◆ DATA SUPPLIED ◆
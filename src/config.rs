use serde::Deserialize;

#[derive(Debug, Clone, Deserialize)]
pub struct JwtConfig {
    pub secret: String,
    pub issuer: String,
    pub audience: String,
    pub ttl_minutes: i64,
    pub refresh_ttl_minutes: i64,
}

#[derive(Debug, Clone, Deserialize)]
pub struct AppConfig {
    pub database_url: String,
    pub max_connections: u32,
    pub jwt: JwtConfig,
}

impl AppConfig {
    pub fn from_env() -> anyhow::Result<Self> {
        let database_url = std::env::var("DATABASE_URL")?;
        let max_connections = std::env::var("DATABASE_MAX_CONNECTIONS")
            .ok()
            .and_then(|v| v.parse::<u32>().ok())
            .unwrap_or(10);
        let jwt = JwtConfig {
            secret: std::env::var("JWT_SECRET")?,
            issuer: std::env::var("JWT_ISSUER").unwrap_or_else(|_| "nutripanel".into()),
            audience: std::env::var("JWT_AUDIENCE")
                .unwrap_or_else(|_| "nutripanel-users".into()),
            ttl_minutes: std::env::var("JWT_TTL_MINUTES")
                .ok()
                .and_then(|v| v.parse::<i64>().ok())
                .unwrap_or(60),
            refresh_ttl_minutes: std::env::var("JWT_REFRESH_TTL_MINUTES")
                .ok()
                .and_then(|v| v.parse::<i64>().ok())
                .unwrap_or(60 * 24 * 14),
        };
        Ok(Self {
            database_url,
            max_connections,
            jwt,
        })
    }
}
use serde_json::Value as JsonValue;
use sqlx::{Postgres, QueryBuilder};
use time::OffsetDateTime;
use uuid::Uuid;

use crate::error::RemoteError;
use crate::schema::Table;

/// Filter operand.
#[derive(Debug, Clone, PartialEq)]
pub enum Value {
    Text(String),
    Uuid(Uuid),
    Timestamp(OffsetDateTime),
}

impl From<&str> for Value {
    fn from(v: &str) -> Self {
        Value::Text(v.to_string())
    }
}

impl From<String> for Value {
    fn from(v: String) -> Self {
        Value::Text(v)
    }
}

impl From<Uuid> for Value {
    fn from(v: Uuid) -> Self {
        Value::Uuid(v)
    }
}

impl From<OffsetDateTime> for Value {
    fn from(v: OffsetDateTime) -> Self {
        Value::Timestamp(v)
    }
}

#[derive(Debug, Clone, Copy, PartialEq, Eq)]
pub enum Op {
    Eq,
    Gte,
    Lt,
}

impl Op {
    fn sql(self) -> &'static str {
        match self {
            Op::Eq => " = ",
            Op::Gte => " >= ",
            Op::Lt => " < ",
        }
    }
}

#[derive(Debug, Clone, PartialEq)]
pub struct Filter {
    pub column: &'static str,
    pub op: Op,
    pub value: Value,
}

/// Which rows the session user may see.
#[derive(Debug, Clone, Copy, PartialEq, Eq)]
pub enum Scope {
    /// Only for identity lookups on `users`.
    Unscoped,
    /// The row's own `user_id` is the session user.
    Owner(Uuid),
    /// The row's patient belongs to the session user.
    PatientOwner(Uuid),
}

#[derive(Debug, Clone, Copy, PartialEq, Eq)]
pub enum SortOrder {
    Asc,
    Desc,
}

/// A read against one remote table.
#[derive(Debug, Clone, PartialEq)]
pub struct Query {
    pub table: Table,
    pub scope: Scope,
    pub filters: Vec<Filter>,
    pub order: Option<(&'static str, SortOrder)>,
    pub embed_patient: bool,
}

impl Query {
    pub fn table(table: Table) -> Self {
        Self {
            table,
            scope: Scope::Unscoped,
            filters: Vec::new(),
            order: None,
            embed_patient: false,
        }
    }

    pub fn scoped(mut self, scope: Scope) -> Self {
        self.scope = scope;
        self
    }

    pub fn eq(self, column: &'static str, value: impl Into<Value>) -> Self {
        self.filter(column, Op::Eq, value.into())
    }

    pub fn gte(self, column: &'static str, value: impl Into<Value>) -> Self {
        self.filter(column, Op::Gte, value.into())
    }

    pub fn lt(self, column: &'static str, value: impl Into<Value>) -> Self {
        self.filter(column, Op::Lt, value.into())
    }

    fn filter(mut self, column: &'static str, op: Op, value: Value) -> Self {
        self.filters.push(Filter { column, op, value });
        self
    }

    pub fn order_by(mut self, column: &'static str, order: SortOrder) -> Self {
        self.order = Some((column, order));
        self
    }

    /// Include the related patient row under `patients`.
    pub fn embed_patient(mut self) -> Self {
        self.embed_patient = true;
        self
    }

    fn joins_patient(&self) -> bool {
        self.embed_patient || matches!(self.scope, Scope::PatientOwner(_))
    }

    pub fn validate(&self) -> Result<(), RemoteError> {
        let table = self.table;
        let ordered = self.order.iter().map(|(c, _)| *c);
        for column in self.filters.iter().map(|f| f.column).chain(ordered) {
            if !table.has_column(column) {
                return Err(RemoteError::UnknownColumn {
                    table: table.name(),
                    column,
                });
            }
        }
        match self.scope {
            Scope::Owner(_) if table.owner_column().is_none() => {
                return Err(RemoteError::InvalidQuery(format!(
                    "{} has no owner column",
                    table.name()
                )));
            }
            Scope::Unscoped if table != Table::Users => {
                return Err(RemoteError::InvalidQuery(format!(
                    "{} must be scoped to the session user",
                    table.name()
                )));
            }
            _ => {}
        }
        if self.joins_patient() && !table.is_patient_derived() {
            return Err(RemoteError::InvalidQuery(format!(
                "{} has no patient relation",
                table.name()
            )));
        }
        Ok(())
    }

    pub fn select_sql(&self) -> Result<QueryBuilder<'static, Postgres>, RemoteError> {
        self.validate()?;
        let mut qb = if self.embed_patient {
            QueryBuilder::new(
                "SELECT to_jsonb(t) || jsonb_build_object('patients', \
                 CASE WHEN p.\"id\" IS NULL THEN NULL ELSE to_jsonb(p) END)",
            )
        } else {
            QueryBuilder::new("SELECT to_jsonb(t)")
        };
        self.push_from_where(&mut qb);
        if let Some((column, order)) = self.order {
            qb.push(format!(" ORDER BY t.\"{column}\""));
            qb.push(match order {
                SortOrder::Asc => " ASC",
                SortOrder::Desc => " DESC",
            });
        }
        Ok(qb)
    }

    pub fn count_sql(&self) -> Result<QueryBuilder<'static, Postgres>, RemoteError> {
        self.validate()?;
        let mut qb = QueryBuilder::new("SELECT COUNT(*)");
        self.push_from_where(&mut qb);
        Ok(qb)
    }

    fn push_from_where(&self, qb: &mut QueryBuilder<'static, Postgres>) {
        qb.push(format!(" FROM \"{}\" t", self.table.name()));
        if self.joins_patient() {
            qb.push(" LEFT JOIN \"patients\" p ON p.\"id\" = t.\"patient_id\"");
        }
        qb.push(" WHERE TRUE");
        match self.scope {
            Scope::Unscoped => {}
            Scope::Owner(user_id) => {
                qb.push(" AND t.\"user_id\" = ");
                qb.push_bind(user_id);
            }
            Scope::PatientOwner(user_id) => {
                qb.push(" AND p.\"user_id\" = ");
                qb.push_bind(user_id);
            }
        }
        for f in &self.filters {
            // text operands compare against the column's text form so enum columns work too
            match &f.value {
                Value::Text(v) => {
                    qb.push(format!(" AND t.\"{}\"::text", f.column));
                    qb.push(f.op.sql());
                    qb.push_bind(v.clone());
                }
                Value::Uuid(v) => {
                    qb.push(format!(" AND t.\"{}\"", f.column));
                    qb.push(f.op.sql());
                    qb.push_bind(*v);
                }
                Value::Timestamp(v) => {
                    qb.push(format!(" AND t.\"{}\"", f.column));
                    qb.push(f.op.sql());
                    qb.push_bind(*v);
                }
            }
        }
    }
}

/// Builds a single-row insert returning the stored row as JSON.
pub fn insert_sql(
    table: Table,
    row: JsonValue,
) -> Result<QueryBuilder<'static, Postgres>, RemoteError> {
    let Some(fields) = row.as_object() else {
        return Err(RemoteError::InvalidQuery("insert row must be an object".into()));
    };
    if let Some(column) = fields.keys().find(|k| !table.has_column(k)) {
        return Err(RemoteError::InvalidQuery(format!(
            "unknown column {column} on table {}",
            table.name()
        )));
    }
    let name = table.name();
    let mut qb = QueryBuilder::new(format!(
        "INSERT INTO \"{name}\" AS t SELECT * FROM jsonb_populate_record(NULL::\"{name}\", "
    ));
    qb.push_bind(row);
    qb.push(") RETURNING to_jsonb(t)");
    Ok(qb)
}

◆ EXERCISE DIRECTIONS ◆
Lines with "PatientOwner" in them are what the answer must contain; copy each from the records above.

◆ EXERCISE RESPONSE ◆
    PatientOwner(Uuid),
        self.embed_patient || matches!(self.scope, Scope::PatientOwner(_))
            Scope::PatientOwner(user_id) => {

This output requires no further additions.